- _Instructions to follow_
The expected answer is every line from the material below that has the word "Method".

- _Records supplied_
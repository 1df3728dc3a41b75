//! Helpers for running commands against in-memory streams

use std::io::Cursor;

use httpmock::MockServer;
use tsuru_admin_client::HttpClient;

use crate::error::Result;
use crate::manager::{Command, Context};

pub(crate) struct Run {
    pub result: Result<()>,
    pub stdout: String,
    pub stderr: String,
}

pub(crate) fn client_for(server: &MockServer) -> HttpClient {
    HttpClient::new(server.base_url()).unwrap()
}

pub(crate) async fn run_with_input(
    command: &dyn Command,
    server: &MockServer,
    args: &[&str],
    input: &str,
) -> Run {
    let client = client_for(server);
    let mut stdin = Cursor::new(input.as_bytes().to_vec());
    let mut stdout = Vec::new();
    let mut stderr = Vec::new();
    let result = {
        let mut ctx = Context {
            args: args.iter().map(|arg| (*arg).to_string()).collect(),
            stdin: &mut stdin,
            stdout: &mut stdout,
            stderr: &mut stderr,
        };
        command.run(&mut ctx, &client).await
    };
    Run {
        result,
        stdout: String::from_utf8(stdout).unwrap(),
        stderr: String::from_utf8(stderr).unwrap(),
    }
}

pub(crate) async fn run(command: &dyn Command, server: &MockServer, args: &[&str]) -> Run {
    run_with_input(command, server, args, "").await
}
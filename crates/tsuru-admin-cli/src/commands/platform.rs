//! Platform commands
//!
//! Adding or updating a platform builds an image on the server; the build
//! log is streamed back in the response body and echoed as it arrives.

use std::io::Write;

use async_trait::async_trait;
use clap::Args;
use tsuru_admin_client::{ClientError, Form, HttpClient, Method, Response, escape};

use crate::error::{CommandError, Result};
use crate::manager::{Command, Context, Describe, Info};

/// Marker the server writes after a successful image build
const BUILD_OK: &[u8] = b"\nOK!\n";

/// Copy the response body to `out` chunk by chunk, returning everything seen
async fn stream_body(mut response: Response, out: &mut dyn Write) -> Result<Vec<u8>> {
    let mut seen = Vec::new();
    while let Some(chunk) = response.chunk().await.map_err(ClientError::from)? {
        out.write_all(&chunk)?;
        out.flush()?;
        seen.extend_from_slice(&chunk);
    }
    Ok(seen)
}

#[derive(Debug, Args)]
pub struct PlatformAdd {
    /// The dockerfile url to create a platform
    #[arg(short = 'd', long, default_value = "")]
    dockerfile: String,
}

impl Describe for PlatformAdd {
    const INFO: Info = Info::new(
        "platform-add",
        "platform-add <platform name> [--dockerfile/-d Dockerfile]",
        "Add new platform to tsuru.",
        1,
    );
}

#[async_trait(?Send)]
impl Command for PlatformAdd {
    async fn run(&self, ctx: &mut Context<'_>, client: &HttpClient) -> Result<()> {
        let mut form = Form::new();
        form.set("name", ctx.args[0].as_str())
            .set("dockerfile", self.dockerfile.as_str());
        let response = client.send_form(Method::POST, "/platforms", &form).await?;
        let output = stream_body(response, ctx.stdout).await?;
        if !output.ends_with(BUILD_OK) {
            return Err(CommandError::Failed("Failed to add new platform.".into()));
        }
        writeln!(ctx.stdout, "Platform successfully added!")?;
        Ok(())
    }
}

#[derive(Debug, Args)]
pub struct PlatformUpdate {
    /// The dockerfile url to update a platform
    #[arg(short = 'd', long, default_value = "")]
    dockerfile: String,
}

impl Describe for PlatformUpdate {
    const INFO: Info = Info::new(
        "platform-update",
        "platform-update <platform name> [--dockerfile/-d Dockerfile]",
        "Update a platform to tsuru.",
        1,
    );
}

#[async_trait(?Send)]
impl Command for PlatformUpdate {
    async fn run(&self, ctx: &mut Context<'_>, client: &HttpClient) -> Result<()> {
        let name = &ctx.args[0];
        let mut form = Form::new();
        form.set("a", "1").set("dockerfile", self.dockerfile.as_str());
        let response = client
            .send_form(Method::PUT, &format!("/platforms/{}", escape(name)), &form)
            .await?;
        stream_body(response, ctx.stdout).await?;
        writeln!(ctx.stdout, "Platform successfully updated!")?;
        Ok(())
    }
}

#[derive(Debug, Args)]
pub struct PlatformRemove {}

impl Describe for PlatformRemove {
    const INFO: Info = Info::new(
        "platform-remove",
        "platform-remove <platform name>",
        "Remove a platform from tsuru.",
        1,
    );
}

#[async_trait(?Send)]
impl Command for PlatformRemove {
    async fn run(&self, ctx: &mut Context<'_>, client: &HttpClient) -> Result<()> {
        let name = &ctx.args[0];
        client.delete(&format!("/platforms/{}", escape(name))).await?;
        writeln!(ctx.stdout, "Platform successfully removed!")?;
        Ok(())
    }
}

- _Reply to the exercise_
use tsuru_admin_client::{ClientError, Form, HttpClient, Method, Response, escape};
        let response = client.send_form(Method::POST, "/platforms", &form).await?;
            .send_form(Method::PUT, &format!("/platforms/{}", escape(name)), &form)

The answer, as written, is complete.